Il fait référence à ce que nous pourrions voir si nous levions la tête par-dessus le parapet. Depuis la semaine dernière et l’assaut, seuls quelques corps ont pu être ramenés dans nos lignes. Des cadavres de la deuxième compagnie et d’un certain nombre d’hommes du génie parsèment le terrain ravagé, et le plus terrible reste ceux accrochés dans les barbelés, dont les corps remuent doucement la nuit lorsque le vent fait bouger les fils et anime ces tristes marionnettes. Avec la chaleur, les mouches s’accumulent au-dessus des cadavres, et c’est un charnier auquel il vaut mieux ne pas penser. Je regarde mon riz, dégoûté, pendant qu’à côté de moi, Pinot mange joyeusement, isolé dans son propre monde de nos sombres pensées.
Les volontaires ne manquent pourtant pas pour tenter d’aller chercher le corps d’un camarade entre les lignes. Chaque nuit, certains s’y aventurent, avec l’espoir de donner une tombe décente à un ami. Je pense à Coutier, ramené à la surface par les bombes, et sent la nausée qui monte.
Le sujet des morts entre les lignes apporte pourtant une nouvelle rumeur.
“À ce propos, les gars, dit Henry entre deux gorgées de vin.
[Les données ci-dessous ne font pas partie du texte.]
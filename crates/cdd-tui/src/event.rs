//! Terminal event handling

use crossterm::event::{self, Event as CrosstermEvent, KeyEvent, KeyEventKind};
use std::time::Duration;
use tokio::sync::mpsc;

/// Terminal events
#[derive(Debug, Clone)]
pub enum Event {
    /// No input within one tick rate
    Tick,
    /// Key press
    Key(KeyEvent),
    /// Terminal resize
    Resize(u16, u16),
}

/// Reads crossterm events on a blocking thread and forwards them
pub struct EventHandler {
    rx: mpsc::UnboundedReceiver<Event>,
}

impl EventHandler {
    /// Create a new event handler with the given tick rate
    pub fn new(tick_rate: Duration) -> Self {
        let (tx, rx) = mpsc::unbounded_channel();

        tokio::task::spawn_blocking(move || loop {
            let event = match event::poll(tick_rate) {
                Ok(true) => match event::read() {
                    // Release and repeat events are reported on some platforms
                    Ok(CrosstermEvent::Key(key)) if key.kind == KeyEventKind::Press => {
                        Event::Key(key)
                    }
                    Ok(CrosstermEvent::Resize(w, h)) => Event::Resize(w, h),
                    Ok(_) => continue,
                    Err(e) => {
                        tracing::warn!("Failed to read terminal event: {}", e);
                        continue;
                    }
                },
                Ok(false) => Event::Tick,
                Err(e) => {
                    tracing::error!("Terminal event polling failed: {}", e);
                    break;
                }
            };
            if tx.send(event).is_err() {
                break;
            }
        });

        Self { rx }
    }

    /// Receive the next event
    pub async fn next(&mut self) -> Option<Event> {
        self.rx.recv().await
    }
}
//! Tracing setup
//!
//! The dashboard owns the terminal, so while it runs logs go to a file.
//! One-shot commands log to stderr unless a file is requested.

use anyhow::{Context, Result};
use cdd_config::{GlobalConfig, LogLevel};
use std::fs::OpenOptions;
use std::path::PathBuf;
use std::sync::Mutex;
use tracing_subscriber::{fmt, layer::SubscriberExt, util::SubscriberInitExt, EnvFilter};

/// Where log lines go
#[derive(Debug, Clone, PartialEq, Eq)]
pub enum LogTarget {
    Stderr,
    File(PathBuf),
}

/// `--verbose` forces debug; otherwise environment, then config, then info
pub fn effective_level(config: &GlobalConfig, verbose: bool) -> LogLevel {
    if verbose {
        LogLevel::Debug
    } else {
        config.log_level()
    }
}

/// `cdd.log` in the platform data directory
pub fn default_log_file() -> Result<PathBuf> {
    Ok(GlobalConfig::data_dir()?.join("cdd.log"))
}

/// Filter that applies `level` to cdd's own crates and keeps dependencies at warn
pub fn filter_directive(level: LogLevel) -> String {
    let level = level.as_filter();
    ["cdd", "cdd_cli", "cdd_config", "cdd_core", "cdd_provider", "cdd_tui"]
        .iter()
        .fold("warn".to_string(), |mut directive, krate| {
            directive.push_str(&format!(",{}={}", krate, level));
            directive
        })
}

/// Install the global subscriber
pub fn init(level: LogLevel, target: &LogTarget) -> Result<()> {
    let registry = tracing_subscriber::registry().with(EnvFilter::new(filter_directive(level)));

    match target {
        LogTarget::Stderr => registry
            .with(
                fmt::layer()
                    .with_target(false)
                    .with_writer(std::io::stderr),
            )
            .try_init()?,
        LogTarget::File(path) => {
            if let Some(parent) = path.parent().filter(|p| !p.as_os_str().is_empty()) {
                std::fs::create_dir_all(parent).with_context(|| {
                    format!("Failed to create log directory {}", parent.display())
                })?;
            }
            let file = OpenOptions::new()
                .create(true)
                .append(true)
                .open(path)
                .with_context(|| format!("Failed to open log file {}", path.display()))?;

            registry
                .with(
                    fmt::layer()
                        .with_target(false)
                        .with_ansi(false)
                        .with_writer(Mutex::new(file)),
                )
                .try_init()?
        }
    }

    Ok(())
}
J’ai entendu un truc curieux en allant chercher la tambouille aux roulantes.
– Ben voyons, on manquait de ragots, dit Kane avec un sourire.
– Des types de la deuxième compagnie étaient eux aussi au ravitaillement, je faisais la queue derrière eux. Et vous ne savez pas ? Ils disaient qu’il y avait une prime pour chaque corps ramené dans les lignes.
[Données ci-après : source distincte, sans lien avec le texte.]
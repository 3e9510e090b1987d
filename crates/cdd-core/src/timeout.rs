//! Deadlines for runtime calls

use cdd_provider::{ProviderError, Result};
use std::future::Future;
use std::time::Duration;

/// Run a runtime call under a deadline; an elapsed deadline becomes `ProviderError::Timeout`
pub async fn with_timeout<T, F>(limit: Duration, call: F) -> Result<T>
where
    F: Future<Output = Result<T>>,
{
    match tokio::time::timeout(limit, call).await {
        Ok(result) => result,
        Err(_) => Err(ProviderError::Timeout),
    }
}
use super::*;
use cdd_provider::ContainerState;

pub(super) fn draw_containers(frame: &mut Frame, app: &App, area: Rect) {
    let dashboard = &app.dashboard;

    if dashboard.containers().is_empty() {
        let empty = Paragraph::new("No containers found")
            .style(Style::default().fg(Color::DarkGray))
            .block(Block::default().title(" Containers ").borders(Borders::ALL));

        frame.render_widget(empty, area);
        return;
    }

    let header = Row::new(vec![
        Cell::from("Name"),
        Cell::from("Image"),
        Cell::from("State"),
        Cell::from("Status"),
        Cell::from("Ports"),
    ])
    .style(
        Style::default()
            .fg(Color::Cyan)
            .add_modifier(Modifier::BOLD),
    )
    .bottom_margin(1);

    let rows: Vec<Row> = dashboard
        .containers()
        .iter()
        .map(|container| {
            let color = state_color(container.state);
            let pending = if dashboard.actions().is_pending(&container.id) {
                " ..."
            } else {
                ""
            };

            Row::new(vec![
                Cell::from(format!("{}{}", container.name, pending))
                    .style(Style::default().fg(Color::Cyan)),
                Cell::from(container.image.as_str()),
                Cell::from(container.state.to_string().to_uppercase())
                    .style(Style::default().fg(color)),
                Cell::from(container.status.as_str()).style(Style::default().fg(Color::DarkGray)),
                Cell::from(container.ports.join(", "))
                    .style(Style::default().fg(Color::DarkGray)),
            ])
        })
        .collect();

    let widths = [
        Constraint::Length(25), // Name
        Constraint::Length(25), // Image
        Constraint::Length(11), // State
        Constraint::Length(22), // Status
        Constraint::Min(10),    // Ports
    ];

    let table = Table::new(rows, widths)
        .header(header)
        .block(Block::default().title(" Containers ").borders(Borders::ALL))
        .highlight_style(Style::default().bg(Color::DarkGray).fg(Color::White))
        .highlight_symbol("▶ ");

    let mut state = TableState::default();
    state.select(dashboard.selected_index());
    frame.render_stateful_widget(table, area, &mut state);
}

fn state_color(state: ContainerState) -> Color {
    match state {
        ContainerState::Running => Color::Green,
        ContainerState::Exited | ContainerState::Dead => Color::Red,
        ContainerState::Paused | ContainerState::Restarting => Color::Yellow,
        _ => Color::DarkGray,
    }
}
– Une prime ? s’étonne Papa. De l’état-major ?
– C’est là que ça devient vraiment intéressant mon petit vieux, explique Henry. Le type qui proposait la prime n’était personne d’autre que Clotaire Prévôt.”
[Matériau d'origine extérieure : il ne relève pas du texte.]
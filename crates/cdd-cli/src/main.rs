//! cdd - terminal dashboard for Docker containers

use cdd_cli::commands;
use cdd_cli::logging::{self, LogTarget};
use cdd_config::GlobalConfig;
use clap::{Parser, Subcommand};
use std::path::PathBuf;

#[derive(Parser)]
#[command(name = "cdd")]
#[command(author, version, about = "Terminal dashboard for Docker containers", long_about = None)]
struct Cli {
    /// Verbose output (debug logging)
    #[arg(short, long, global = true)]
    verbose: bool,

    /// Docker socket path or URL, overriding docker.socket in the config
    #[arg(long, global = true, env = "CDD_DOCKER_SOCKET")]
    socket: Option<String>,

    /// Config file to use instead of the default location
    #[arg(long, global = true, env = "CDD_CONFIG")]
    config: Option<PathBuf>,

    /// Log file (the dashboard logs to cdd.log in the data directory by default)
    #[arg(long, global = true)]
    log_file: Option<PathBuf>,

    #[command(subcommand)]
    command: Option<Commands>,
}

#[derive(Subcommand)]
enum Commands {
    /// List containers once and exit
    List {
        /// Print JSON instead of a table
        #[arg(long)]
        json: bool,
    },
}

#[tokio::main]
async fn main() {
    if let Err(e) = run().await {
        eprintln!("Error: {}", e);
        std::process::exit(1);
    }
}

async fn run() -> anyhow::Result<()> {
    let cli = Cli::parse();

    // An explicit config must load; the default one falls back to defaults
    let config = match &cli.config {
        Some(path) => GlobalConfig::load_from(path)?,
        None => GlobalConfig::load().unwrap_or_else(|e| {
            eprintln!("Warning: {}, using default configuration", e);
            GlobalConfig::default()
        }),
    };
    let level = logging::effective_level(&config, cli.verbose);

    match cli.command {
        None => {
            let path = match cli.log_file {
                Some(path) => path,
                None => logging::default_log_file()?,
            };
            logging::init(level, &LogTarget::File(path))?;
            tracing::info!("Starting dashboard");
            commands::dashboard(&config, cli.socket.as_deref()).await?;
        }
        Some(Commands::List { json }) => {
            let target = cli.log_file.map(LogTarget::File).unwrap_or(LogTarget::Stderr);
            logging::init(level, &target)?;
            let runtime = cdd_provider::connect(&config, cli.socket.as_deref()).await?;
            commands::list(&*runtime, json, &mut std::io::stdout()).await?;
        }
    }

    Ok(())
}
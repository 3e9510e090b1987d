//! Log verbosity

use serde::{Deserialize, Serialize};

/// Supported log levels, most severe first
#[derive(Debug, Clone, Copy, PartialEq, Eq, PartialOrd, Ord, Default, Serialize, Deserialize)]
#[serde(rename_all = "lowercase")]
pub enum LogLevel {
    Error,
    Warn,
    #[default]
    Info,
    Debug,
}

impl LogLevel {
    /// Directive understood by `tracing_subscriber::EnvFilter`
    pub fn as_filter(&self) -> &'static str {
        match self {
            Self::Error => "error",
            Self::Warn => "warn",
            Self::Info => "info",
            Self::Debug => "debug",
        }
    }

    /// Pick the effective level.
    ///
    /// `CDD_LOG_LEVEL` wins over `LOG_LEVEL`, which wins over the configured
    /// value. Unparseable values are skipped rather than treated as errors.
    pub fn resolve(
        cdd_log_level: Option<&str>,
        log_level: Option<&str>,
        configured: Option<LogLevel>,
    ) -> LogLevel {
        cdd_log_level
            .and_then(|v| v.parse().ok())
            .or_else(|| log_level.and_then(|v| v.parse().ok()))
            .or(configured)
            .unwrap_or_default()
    }
}

impl std::fmt::Display for LogLevel {
    fn fmt(&self, f: &mut std::fmt::Formatter<'_>) -> std::fmt::Result {
        f.write_str(self.as_filter())
    }
}

impl std::str::FromStr for LogLevel {
    type Err = String;

    fn from_str(s: &str) -> Result<Self, Self::Err> {
        match s.trim().to_lowercase().as_str() {
            "error" => Ok(Self::Error),
            "warn" => Ok(Self::Warn),
            "info" => Ok(Self::Info),
            "debug" => Ok(Self::Debug),
            _ => Err(format!("Unknown log level: {}", s)),
        }
    }
}
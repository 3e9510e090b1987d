//! Periodic container list refresh

use crate::{Update, UpdateSender};
use cdd_provider::ContainerRuntime;
use std::sync::Arc;
use std::time::Duration;
use tokio::task::JoinHandle;
use tokio::time::MissedTickBehavior;

/// Fetches the full container list on a fixed interval
pub struct PollingRefresher {
    runtime: Arc<dyn ContainerRuntime>,
    tx: UpdateSender,
    generation: u64,
    task: Option<JoinHandle<()>>,
}

impl PollingRefresher {
    pub fn new(runtime: Arc<dyn ContainerRuntime>, tx: UpdateSender) -> Self {
        Self {
            runtime,
            tx,
            generation: 0,
            task: None,
        }
    }

    /// Fetch now and then every `interval`, replacing any running loop
    pub fn start(&mut self, interval: Duration) {
        self.stop();
        let generation = self.generation;
        let runtime = self.runtime.clone();
        let tx = self.tx.clone();

        tracing::debug!("Starting container list refresh every {:?}", interval);
        self.task = Some(tokio::spawn(async move {
            let mut ticker = tokio::time::interval(interval);
            ticker.set_missed_tick_behavior(MissedTickBehavior::Delay);
            loop {
                ticker.tick().await;
                if !fetch(runtime.as_ref(), &tx, generation).await {
                    break;
                }
            }
        }));
    }

    /// Cancel the loop; results already in flight are discarded
    pub fn stop(&mut self) {
        if let Some(task) = self.task.take() {
            task.abort();
        }
        self.generation += 1;
    }

    /// One out-of-band fetch tagged with the current generation
    pub fn refresh_now(&self) {
        let generation = self.generation;
        let runtime = self.runtime.clone();
        let tx = self.tx.clone();
        tokio::spawn(async move {
            fetch(runtime.as_ref(), &tx, generation).await;
        });
    }

    pub fn is_running(&self) -> bool {
        self.task.is_some()
    }

    pub fn generation(&self) -> u64 {
        self.generation
    }

    /// Whether a result tagged `generation` may be applied
    pub fn accepts(&self, generation: u64) -> bool {
        generation == self.generation
    }
}

impl Drop for PollingRefresher {
    fn drop(&mut self) {
        if let Some(task) = self.task.take() {
            task.abort();
        }
    }
}

/// Returns false once the receiving side is gone
async fn fetch(runtime: &dyn ContainerRuntime, tx: &UpdateSender, generation: u64) -> bool {
    let result = runtime.list(true).await;
    if let Err(e) = &result {
        tracing::warn!("Failed to list containers: {}", e);
    }
    tx.send(Update::Containers { generation, result }).is_ok()
}
#[cfg(test)]
mod tests {
    use super::*;
    use crate::types::VoxelCoord;

    fn bx(o: (i32, i32, i32), s: (i32, i32, i32)) -> VoxelBox {
        VoxelBox::new(VoxelCoord::new(o.0, o.1, o.2), VoxelCoord::new(s.0, s.1, s.2))
    }

    /// Two 5x5 lots either side of a 3-wide road, plus a lot far away.
    fn street() -> PlotSet {
        let mut set = PlotSet::new(bx((0, 0, 0), (13, 3, 20)));
        set.push(bx((0, 0, 0), (5, 3, 5)), None);
        set.push(bx((5, 0, 0), (3, 3, 5)), Some(TAG_ROAD));
        set.push(bx((8, 0, 0), (5, 3, 5)), None);
        set.push(bx((0, 0, 15), (5, 3, 5)), None);
        set
    }

    #[test]
    fn neighbours_are_symmetric() {
        let mut set = street();
        set.fill_in_neighbours(NeighbourMode::default());
        assert_eq!(set[PlotId(0)].neighbours(), &[PlotId(1)]);
        assert_eq!(set[PlotId(1)].neighbours(), &[PlotId(0), PlotId(2)]);
        assert_eq!(set[PlotId(2)].neighbours(), &[PlotId(1)]);
        assert!(set[PlotId(3)].neighbours().is_empty());
        for plot in set.iter() {
            for &n in plot.neighbours() {
                assert!(set[n].neighbours().contains(&plot.id()));
            }
        }
    }

    #[test]
    fn overlap_mode_links_overlapping_plots_only() {
        let mut set = PlotSet::new(bx((0, 0, 0), (10, 1, 10)));
        set.push(bx((0, 0, 0), (5, 1, 5)), None);
        set.push(bx((3, 0, 3), (5, 1, 5)), None);
        set.push(bx((5, 0, 0), (5, 1, 4)), None);
        set.fill_in_neighbours(NeighbourMode {
            touch: false,
            overlap: true,
        });
        assert_eq!(set[PlotId(0)].neighbours(), &[PlotId(1)]);
        assert_eq!(set[PlotId(2)].neighbours(), &[PlotId(1)]);
    }

    #[test]
    fn refilling_neighbours_replaces_lists() {
        let mut set = street();
        set.fill_in_neighbours(NeighbourMode::default());
        set.fill_in_neighbours(NeighbourMode::default());
        assert_eq!(set[PlotId(1)].neighbours().len(), 2);
    }

    #[test]
    fn neighbour_tag_queries() {
        let mut set = street();
        set.fill_in_neighbours(NeighbourMode::default());
        let lot = set.view(PlotId(0));
        assert!(lot.has_neighbour_with_tag(TAG_ROAD));
        assert!(!lot.has_neighbour_with_tag(TAG_GAP));
        assert_eq!(lot.neighbours_with_tag(TAG_ROAD).count(), 1);
        assert_eq!(lot.widest_neighbour_with_tag(TAG_ROAD).map(Plot::id), Some(PlotId(1)));
        assert!(!set.view(PlotId(3)).has_neighbour_with_tag(TAG_ROAD));
    }

    #[test]
    fn widest_neighbour_prefers_wider_road() {
        let mut set = PlotSet::new(bx((0, 0, 0), (20, 1, 20)));
        let lot = set.push(bx((5, 0, 5), (5, 1, 5)), None);
        set.push(bx((10, 0, 5), (1, 1, 5)), Some(TAG_ROAD));
        let wide = set.push(bx((5, 0, 10), (5, 1, 5)), Some(TAG_ROAD));
        set.fill_in_neighbours(NeighbourMode::default());
        let widest = set.view(lot).widest_neighbour_with_tag(TAG_ROAD);
        assert_eq!(widest.map(Plot::id), Some(wide));
    }

    #[test]
    fn excentricity_is_normalized_and_clamped() {
        let mut set = PlotSet::new(bx((0, 0, 0), (20, 4, 20)));
        let middle = set.push(bx((8, 0, 8), (4, 4, 4)), None);
        let corner = set.push(bx((0, 0, 0), (2, 4, 2)), None);
        let edge = set.push(bx((0, 0, 8), (2, 4, 4)), None);
        assert!(set.view(middle).excentricity().abs() < 1e-9);
        assert!((set.view(middle).centricity() - 1.0).abs() < 1e-9);
        assert_eq!(set.view(corner).excentricity(), 1.0);
        // Center (1, 2, 10) is 9 from (10, 2, 10); extents are 10.
        assert!((set.view(edge).excentricity() - 0.9).abs() < 1e-9);
    }

    #[test]
    fn filter_by_tag_any_and_all() {
        let mut set = street();
        set.add_tag(PlotId(0), TAG_HOUSE);
        set.add_tag(PlotId(1), TAG_HOUSE);
        let any: Vec<_> = set
            .filter_by_tag(&[TAG_ROAD, TAG_GAP], Quantifier::Any)
            .map(Plot::id)
            .collect();
        assert_eq!(any, vec![PlotId(1)]);
        let all: Vec<_> = set
            .filter_by_tag(&[TAG_ROAD, TAG_HOUSE], Quantifier::All)
            .map(Plot::id)
            .collect();
        assert_eq!(all, vec![PlotId(1)]);
        assert_eq!(set.filter_by_tag(&[TAG_HOUSE], Quantifier::Any).count(), 2);
    }

    #[test]
    fn plot_dimensions() {
        let set = street();
        let road = &set[PlotId(1)];
        assert_eq!(road.area(), 15);
        assert_eq!(road.min_dimension(), 3);
        assert_eq!(road.max_dimension(), 5);
        assert!(road.is_passage());
        assert!(!set[PlotId(0)].is_passage());
        assert_eq!(road.tags().collect::<Vec<_>>(), vec![TAG_ROAD]);
    }

    #[test]
    fn loading_checks_plot_ids() {
        let mut set = street();
        set.fill_in_neighbours(NeighbourMode::default());
        let json = serde_json::to_value(&set).unwrap();
        let restored: PlotSet = serde_json::from_value(json.clone()).unwrap();
        assert_eq!(restored, set);

        let mut dangling = json.clone();
        dangling["plots"][0]["neighbours"] = serde_json::json!([1, 99]);
        let err = serde_json::from_value::<PlotSet>(dangling).unwrap_err();
        assert!(err.to_string().contains("plot#99"), "{err}");

        let mut misnumbered = json;
        misnumbered["plots"][2]["id"] = serde_json::json!(7);
        assert!(serde_json::from_value::<PlotSet>(misnumbered).is_err());
    }
}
“LE VOLEUR ?” lançons nous tous sans même avoir à nous concerter.
“Celui-là même, dit Henry. Je n’ai pas trop voulu y croire, mais comme nous évoquons les rumeurs…
– Qu’est-c’que ça peut lui fout’ à çui-là ? grogne Benoît.
– Je vous l’ai dit, insiste Kane. J’ai déjà vu sa tête quelque part. Il n’est pas clair ce marchand.”
Il n’en fallait pas plus pour multiplier, plus encore, les échanges de récits fantasques.
“Il paraît qu’il fait des prix pour les officiers, dit Jules. Un gars m’a dit l’avoir vu soigner un lieutenant comme il fallait.
– C’est sûr, dit Kane, s’il ne veut pas se faire jeter de la ligne, autant qu’il se fasse des amis.
– Un gars du 28e aurait dit l’avoir vu faire des signaux bizarres avec des fanions, ajoute Riou.
– Ce serait un espion ? s’étonne Jules.
– Moi, j’ai entendu un téléphoniste dire qu’il avait vu son camion rouler la nuit tous feux éteints, explique Papa.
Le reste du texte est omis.